(Beginning of STUDY MATERIAL)

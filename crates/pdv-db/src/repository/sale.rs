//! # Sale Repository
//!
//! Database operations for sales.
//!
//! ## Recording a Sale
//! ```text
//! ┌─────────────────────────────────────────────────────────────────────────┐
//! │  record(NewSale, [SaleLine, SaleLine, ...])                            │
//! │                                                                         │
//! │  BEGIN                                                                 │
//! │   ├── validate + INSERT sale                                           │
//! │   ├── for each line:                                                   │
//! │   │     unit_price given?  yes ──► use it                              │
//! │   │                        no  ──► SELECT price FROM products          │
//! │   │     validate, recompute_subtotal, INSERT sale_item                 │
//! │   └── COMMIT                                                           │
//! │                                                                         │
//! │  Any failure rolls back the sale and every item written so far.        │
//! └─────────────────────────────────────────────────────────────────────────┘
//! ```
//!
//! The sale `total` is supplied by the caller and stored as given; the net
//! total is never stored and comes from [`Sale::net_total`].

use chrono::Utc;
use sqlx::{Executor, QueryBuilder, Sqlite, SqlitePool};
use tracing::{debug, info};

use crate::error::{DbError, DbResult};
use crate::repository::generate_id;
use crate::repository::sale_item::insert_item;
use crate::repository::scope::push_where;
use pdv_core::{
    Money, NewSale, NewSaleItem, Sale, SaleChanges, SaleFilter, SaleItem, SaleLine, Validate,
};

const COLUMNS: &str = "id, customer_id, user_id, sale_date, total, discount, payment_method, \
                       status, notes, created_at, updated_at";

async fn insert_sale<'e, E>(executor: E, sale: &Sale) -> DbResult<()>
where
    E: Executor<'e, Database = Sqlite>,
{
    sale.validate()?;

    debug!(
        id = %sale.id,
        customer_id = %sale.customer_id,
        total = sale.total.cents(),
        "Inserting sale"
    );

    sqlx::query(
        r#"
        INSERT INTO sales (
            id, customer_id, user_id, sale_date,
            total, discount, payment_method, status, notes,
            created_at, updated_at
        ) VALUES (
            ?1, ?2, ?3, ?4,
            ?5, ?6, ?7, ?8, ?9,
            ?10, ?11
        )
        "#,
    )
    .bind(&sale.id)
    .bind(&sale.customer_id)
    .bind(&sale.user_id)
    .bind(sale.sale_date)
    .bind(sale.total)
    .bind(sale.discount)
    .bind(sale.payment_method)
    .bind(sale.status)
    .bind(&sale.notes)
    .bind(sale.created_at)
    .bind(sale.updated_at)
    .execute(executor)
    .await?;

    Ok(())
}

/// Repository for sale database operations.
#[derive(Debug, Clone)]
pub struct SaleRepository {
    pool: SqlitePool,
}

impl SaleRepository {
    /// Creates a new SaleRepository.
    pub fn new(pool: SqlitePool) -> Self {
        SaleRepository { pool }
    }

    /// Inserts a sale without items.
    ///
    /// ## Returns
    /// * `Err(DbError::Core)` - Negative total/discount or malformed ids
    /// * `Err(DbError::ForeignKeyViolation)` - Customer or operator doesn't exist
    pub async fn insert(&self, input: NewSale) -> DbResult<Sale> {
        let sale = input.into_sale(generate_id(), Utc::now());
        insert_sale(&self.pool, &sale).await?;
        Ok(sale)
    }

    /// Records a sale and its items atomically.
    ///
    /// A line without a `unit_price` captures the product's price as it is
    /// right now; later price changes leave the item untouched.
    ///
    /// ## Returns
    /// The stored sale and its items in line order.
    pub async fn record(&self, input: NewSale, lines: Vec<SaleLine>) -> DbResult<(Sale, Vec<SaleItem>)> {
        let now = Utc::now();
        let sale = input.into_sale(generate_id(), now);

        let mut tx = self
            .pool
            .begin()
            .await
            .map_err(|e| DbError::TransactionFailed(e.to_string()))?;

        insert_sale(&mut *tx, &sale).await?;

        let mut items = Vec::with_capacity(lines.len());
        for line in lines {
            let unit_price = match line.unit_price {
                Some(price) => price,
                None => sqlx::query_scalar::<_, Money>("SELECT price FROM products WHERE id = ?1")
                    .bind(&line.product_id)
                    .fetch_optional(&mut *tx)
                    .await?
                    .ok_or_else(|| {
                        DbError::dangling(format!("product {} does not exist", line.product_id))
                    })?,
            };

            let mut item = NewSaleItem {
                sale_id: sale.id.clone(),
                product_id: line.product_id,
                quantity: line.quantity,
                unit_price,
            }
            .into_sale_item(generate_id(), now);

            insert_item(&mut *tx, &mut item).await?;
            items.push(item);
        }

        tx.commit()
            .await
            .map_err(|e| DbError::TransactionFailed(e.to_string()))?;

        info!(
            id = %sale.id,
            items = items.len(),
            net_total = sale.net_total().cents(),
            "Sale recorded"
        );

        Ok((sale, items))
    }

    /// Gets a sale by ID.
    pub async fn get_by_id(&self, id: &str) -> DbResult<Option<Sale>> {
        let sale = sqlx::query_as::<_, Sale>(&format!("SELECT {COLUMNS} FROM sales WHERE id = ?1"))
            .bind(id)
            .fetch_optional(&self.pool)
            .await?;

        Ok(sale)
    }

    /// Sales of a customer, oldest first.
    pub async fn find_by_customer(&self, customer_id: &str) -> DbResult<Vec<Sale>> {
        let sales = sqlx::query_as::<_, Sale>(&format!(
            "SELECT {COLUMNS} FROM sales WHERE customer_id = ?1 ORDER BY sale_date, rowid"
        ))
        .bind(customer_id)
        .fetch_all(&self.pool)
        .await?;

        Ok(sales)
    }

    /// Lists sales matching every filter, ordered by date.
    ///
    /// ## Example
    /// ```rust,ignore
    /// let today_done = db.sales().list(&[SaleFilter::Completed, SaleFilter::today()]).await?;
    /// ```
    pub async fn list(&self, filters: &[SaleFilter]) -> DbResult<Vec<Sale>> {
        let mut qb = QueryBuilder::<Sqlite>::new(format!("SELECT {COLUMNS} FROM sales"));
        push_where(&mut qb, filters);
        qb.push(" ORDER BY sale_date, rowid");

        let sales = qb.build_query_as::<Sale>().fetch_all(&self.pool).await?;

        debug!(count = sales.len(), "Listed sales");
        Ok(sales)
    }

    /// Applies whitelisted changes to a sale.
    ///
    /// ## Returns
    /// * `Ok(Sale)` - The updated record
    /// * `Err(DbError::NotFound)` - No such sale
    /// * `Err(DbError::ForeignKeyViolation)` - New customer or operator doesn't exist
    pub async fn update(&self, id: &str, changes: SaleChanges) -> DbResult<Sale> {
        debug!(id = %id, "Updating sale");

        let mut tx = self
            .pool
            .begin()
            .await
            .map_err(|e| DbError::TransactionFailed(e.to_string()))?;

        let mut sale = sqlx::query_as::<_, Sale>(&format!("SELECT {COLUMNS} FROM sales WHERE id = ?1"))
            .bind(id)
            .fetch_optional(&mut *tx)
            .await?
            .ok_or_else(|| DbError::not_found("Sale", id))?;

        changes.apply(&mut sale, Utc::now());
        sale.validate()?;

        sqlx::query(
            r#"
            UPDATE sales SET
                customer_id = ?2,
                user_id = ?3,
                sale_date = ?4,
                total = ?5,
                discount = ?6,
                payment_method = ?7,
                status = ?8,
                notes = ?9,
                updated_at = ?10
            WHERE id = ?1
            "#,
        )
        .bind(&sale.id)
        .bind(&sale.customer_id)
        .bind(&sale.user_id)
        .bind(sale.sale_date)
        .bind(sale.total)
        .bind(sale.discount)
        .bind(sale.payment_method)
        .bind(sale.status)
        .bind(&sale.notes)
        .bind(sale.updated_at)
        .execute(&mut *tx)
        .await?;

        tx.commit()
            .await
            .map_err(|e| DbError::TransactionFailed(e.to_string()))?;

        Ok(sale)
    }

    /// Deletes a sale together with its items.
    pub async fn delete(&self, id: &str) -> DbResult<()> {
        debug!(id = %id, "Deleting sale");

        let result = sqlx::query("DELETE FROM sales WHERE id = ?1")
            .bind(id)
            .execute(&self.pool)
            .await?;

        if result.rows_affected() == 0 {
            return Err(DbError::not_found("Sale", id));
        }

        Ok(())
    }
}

(End of STUDY MATERIAL)

**WORK REQUEST**
Say how many lines above contain the string "cents", writing only the number.

**WRITTEN SOLUTION**
2